(Saved data entries)
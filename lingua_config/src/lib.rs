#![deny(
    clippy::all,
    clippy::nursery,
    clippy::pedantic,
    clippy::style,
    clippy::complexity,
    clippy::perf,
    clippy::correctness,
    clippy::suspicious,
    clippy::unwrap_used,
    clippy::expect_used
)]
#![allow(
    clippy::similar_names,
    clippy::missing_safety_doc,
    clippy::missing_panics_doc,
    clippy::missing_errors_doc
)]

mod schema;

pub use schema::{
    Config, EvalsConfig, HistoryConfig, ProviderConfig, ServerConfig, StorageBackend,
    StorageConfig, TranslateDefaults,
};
...
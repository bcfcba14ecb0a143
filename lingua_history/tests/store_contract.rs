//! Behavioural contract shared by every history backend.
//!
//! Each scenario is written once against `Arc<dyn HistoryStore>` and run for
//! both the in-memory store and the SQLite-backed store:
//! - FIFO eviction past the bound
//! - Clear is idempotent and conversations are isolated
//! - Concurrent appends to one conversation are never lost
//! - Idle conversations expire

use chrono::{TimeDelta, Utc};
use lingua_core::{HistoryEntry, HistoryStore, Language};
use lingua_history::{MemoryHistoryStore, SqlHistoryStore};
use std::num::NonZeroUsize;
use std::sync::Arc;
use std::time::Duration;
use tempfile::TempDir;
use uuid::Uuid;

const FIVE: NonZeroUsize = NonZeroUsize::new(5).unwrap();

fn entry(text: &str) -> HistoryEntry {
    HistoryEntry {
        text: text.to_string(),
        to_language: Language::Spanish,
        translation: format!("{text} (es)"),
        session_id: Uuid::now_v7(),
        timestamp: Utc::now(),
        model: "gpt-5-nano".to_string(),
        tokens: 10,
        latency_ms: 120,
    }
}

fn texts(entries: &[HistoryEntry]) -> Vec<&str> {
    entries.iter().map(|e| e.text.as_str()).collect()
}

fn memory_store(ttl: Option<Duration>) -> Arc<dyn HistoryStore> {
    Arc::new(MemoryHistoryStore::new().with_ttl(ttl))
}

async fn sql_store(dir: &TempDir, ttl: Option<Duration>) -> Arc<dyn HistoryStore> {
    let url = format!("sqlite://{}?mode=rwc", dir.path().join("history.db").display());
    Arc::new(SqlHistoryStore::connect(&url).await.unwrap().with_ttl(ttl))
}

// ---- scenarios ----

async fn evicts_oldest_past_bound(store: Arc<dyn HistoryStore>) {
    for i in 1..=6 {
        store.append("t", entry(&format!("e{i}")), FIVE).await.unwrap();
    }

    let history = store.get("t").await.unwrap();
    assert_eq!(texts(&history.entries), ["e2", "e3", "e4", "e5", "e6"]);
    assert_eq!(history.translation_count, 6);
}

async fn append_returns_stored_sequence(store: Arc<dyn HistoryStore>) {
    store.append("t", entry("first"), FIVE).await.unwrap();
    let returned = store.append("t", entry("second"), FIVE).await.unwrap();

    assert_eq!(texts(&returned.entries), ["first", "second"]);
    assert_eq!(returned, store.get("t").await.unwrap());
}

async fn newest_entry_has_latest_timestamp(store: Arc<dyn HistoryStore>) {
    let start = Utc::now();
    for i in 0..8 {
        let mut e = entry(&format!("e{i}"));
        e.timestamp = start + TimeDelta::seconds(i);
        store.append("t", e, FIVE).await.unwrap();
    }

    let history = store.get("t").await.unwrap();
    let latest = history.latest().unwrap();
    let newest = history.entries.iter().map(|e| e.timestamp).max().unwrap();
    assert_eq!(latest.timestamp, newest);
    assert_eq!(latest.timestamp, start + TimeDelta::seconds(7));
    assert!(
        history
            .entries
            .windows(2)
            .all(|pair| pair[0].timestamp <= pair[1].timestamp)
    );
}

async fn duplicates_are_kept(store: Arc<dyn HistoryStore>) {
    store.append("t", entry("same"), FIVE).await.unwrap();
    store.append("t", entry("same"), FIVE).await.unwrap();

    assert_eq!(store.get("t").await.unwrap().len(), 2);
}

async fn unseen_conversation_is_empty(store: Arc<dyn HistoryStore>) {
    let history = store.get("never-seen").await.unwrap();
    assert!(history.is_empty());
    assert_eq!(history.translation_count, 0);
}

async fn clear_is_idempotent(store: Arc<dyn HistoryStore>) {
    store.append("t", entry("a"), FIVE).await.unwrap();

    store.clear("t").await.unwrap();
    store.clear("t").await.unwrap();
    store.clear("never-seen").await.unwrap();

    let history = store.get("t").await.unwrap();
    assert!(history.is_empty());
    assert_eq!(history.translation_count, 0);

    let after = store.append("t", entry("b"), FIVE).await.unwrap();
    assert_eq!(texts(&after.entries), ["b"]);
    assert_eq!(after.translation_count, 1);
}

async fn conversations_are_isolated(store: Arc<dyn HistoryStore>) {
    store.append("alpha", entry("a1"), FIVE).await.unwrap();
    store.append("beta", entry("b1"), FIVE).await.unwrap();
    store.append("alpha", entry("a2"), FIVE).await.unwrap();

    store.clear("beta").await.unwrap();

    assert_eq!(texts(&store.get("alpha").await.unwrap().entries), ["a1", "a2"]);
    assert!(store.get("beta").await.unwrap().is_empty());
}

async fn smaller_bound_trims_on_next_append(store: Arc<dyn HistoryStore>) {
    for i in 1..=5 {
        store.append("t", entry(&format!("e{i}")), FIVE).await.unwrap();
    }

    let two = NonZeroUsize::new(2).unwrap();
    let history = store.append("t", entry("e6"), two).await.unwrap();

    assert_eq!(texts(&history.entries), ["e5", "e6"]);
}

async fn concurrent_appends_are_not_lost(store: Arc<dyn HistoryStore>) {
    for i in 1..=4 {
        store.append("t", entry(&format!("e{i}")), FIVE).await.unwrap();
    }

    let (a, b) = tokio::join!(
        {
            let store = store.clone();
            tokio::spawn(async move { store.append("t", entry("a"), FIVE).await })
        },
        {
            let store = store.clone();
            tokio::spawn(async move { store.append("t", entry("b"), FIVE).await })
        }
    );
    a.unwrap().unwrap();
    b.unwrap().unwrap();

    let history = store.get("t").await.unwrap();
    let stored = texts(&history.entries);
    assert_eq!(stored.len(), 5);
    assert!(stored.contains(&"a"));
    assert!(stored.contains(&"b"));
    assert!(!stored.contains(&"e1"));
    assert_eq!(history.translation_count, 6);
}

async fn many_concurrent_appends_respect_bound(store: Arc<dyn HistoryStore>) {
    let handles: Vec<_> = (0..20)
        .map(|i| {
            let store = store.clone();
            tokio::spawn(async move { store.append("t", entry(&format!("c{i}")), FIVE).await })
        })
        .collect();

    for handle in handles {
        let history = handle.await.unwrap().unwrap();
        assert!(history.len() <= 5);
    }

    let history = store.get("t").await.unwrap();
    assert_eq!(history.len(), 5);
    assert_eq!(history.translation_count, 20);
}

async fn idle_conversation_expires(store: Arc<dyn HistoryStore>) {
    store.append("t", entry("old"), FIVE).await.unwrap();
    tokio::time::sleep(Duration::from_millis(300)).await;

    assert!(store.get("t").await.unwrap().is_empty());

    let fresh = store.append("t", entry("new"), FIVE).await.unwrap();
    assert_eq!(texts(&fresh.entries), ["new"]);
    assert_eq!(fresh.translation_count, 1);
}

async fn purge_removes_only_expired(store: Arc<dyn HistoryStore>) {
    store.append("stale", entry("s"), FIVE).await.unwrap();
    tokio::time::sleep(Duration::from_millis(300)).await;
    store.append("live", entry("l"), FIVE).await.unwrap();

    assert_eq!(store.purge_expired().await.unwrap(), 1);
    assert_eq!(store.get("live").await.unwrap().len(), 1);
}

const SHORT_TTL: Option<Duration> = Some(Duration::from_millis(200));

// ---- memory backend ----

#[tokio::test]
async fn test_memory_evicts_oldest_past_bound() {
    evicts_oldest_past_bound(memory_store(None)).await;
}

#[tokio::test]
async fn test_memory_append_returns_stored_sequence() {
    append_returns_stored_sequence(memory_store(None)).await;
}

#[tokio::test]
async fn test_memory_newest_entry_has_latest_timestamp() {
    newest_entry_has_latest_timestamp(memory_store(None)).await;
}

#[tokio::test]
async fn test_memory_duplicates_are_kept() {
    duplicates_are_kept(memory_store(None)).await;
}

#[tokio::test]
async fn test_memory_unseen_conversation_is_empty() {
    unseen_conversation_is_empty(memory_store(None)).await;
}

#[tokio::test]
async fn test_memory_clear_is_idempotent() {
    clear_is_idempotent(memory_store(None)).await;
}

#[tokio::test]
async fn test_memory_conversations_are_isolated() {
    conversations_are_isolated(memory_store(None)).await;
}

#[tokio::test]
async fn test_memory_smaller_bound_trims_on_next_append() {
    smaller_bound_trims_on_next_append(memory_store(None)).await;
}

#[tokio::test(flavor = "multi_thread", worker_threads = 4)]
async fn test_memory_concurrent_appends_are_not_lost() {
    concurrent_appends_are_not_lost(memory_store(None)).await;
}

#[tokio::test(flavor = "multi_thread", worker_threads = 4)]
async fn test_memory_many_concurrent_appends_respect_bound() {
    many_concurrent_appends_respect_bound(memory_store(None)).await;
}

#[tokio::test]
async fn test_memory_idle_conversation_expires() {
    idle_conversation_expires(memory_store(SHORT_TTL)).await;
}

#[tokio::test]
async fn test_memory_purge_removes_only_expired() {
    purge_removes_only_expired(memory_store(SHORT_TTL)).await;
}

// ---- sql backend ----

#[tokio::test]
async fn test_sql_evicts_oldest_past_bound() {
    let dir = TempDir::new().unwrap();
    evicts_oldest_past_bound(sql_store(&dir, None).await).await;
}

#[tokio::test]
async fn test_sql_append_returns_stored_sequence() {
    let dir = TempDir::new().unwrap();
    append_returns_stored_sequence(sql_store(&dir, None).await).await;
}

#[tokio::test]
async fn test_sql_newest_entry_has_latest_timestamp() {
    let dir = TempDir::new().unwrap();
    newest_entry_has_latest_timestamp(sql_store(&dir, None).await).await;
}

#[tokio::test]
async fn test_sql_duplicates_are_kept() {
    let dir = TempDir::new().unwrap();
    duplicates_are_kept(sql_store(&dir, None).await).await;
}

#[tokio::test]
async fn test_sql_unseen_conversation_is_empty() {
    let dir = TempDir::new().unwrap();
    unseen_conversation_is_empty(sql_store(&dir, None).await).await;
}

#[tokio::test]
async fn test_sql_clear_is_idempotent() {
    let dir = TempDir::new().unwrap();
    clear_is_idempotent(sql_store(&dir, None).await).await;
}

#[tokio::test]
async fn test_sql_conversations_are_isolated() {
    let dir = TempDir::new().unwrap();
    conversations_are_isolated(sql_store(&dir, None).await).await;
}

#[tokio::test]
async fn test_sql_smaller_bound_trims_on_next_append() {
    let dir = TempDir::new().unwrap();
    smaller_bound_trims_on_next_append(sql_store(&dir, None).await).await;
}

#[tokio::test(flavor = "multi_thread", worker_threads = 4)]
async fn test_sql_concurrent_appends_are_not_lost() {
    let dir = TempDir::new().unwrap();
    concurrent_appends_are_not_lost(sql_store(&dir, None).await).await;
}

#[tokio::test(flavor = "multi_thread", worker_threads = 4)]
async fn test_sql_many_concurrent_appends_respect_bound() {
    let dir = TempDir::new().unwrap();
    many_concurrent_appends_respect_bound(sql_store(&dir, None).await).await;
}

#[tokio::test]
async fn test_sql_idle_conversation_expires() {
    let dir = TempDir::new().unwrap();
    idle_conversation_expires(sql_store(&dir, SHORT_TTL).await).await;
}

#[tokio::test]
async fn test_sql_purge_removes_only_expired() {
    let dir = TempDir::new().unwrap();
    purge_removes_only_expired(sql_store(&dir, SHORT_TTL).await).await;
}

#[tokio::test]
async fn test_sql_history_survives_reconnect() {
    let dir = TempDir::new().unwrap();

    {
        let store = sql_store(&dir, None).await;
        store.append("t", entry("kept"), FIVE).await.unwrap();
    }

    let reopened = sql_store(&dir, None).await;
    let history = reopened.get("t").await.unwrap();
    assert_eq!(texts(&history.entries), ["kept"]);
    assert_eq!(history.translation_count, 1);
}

Exercise: Every line above that holds "beta" should be copied out.

Written response:
    store.append("beta", entry("b1"), FIVE).await.unwrap();
    store.clear("beta").await.unwrap();
    assert!(store.get("beta").await.unwrap().is_empty());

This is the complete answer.